*Problem statement*:
Search the records below for the word "operation". Pull out each line that has it.

(Dataset records Opens)

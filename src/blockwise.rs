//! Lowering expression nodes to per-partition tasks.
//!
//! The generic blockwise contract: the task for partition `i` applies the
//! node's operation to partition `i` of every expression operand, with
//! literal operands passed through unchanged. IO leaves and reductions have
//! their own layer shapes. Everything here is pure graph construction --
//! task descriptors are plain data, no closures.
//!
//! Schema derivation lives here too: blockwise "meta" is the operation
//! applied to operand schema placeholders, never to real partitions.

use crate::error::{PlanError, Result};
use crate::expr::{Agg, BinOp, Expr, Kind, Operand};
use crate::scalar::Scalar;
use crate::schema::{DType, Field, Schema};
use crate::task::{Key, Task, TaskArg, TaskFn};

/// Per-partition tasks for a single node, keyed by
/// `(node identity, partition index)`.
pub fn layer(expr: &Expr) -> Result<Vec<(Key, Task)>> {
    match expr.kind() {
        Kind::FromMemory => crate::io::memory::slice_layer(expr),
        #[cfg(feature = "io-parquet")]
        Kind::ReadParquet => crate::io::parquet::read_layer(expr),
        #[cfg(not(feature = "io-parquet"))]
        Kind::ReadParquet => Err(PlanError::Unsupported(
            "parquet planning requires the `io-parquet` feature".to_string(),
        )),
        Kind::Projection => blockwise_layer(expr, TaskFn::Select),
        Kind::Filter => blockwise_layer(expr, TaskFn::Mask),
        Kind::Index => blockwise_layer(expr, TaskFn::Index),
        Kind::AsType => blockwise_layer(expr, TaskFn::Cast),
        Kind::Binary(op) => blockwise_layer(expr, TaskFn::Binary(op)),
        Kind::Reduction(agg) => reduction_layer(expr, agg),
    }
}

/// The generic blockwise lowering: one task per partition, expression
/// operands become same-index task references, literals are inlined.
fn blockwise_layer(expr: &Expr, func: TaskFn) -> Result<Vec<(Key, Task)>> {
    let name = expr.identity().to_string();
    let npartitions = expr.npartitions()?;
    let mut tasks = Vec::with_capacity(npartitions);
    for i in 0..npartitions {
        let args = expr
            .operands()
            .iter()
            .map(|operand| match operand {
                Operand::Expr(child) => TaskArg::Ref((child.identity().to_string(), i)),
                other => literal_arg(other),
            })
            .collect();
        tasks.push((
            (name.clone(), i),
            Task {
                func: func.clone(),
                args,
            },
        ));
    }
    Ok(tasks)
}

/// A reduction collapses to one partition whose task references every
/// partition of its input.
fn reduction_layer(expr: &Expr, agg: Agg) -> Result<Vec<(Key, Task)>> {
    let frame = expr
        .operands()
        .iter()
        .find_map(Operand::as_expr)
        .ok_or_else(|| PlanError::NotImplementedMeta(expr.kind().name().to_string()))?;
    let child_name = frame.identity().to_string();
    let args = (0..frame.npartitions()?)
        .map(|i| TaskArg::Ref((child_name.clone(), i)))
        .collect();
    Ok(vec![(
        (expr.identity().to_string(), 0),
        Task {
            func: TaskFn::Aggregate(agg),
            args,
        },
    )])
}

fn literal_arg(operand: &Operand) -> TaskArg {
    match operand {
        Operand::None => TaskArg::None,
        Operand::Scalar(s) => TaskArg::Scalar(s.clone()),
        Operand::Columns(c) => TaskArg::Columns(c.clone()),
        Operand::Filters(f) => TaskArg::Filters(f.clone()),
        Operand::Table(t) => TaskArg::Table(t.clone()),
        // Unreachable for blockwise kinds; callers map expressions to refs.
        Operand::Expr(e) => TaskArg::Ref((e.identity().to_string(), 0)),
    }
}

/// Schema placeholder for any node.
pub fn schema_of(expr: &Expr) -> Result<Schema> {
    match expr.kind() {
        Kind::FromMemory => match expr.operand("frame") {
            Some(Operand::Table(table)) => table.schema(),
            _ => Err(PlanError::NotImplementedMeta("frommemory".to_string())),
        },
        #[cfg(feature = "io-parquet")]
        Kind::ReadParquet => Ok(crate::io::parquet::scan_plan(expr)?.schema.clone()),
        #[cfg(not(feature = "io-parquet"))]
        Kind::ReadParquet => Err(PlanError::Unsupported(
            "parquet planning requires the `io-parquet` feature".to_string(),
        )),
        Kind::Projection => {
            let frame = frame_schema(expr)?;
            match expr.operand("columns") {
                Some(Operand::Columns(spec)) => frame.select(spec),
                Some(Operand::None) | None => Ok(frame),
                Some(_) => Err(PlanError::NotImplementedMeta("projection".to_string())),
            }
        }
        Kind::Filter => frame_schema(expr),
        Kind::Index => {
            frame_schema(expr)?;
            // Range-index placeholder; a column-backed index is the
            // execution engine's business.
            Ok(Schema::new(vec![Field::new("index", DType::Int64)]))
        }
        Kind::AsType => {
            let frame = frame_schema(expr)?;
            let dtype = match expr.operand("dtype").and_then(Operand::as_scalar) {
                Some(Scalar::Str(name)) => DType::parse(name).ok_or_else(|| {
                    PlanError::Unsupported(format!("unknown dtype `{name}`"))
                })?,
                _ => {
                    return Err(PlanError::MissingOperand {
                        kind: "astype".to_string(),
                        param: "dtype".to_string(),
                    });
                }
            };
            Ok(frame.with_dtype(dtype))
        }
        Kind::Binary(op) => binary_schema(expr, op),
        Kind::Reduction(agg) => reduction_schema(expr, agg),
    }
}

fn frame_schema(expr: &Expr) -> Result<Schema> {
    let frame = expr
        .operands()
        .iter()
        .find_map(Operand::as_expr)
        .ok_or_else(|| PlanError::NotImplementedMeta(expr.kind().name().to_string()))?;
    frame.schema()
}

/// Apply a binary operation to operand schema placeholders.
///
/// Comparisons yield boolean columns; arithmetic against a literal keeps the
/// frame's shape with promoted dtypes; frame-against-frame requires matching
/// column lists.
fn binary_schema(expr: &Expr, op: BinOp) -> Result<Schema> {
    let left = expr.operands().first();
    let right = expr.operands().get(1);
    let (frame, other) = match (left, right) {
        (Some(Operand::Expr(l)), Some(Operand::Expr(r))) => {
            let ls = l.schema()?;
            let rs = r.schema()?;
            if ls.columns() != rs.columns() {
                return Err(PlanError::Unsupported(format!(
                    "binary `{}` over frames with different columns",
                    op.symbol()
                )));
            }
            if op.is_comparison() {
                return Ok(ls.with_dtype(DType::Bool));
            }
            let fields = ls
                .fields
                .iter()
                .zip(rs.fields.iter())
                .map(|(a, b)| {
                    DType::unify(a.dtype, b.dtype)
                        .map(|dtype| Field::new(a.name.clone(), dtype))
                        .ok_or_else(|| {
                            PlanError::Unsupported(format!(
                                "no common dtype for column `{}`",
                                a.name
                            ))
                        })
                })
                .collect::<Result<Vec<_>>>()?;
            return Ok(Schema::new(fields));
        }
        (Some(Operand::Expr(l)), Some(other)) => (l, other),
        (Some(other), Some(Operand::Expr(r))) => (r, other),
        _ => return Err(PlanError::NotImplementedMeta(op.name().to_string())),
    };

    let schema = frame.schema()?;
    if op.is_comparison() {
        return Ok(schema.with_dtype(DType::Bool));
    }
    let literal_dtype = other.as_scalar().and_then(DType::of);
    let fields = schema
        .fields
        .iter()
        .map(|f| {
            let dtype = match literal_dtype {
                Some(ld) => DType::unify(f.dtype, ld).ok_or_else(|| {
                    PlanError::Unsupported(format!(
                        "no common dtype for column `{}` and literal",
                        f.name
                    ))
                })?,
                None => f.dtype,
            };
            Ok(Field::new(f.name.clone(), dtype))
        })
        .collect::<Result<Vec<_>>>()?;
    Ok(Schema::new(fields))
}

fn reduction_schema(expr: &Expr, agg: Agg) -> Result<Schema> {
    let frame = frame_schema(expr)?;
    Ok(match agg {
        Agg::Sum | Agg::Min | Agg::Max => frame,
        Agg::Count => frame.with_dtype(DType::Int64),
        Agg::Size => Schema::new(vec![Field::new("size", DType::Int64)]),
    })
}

(Dataset records Closes)

*Worked solution*:
//! node's operation to partition `i` of every expression operand, with
//! Schema derivation lives here too: blockwise "meta" is the operation
/// Apply a binary operation to operand schema placeholders.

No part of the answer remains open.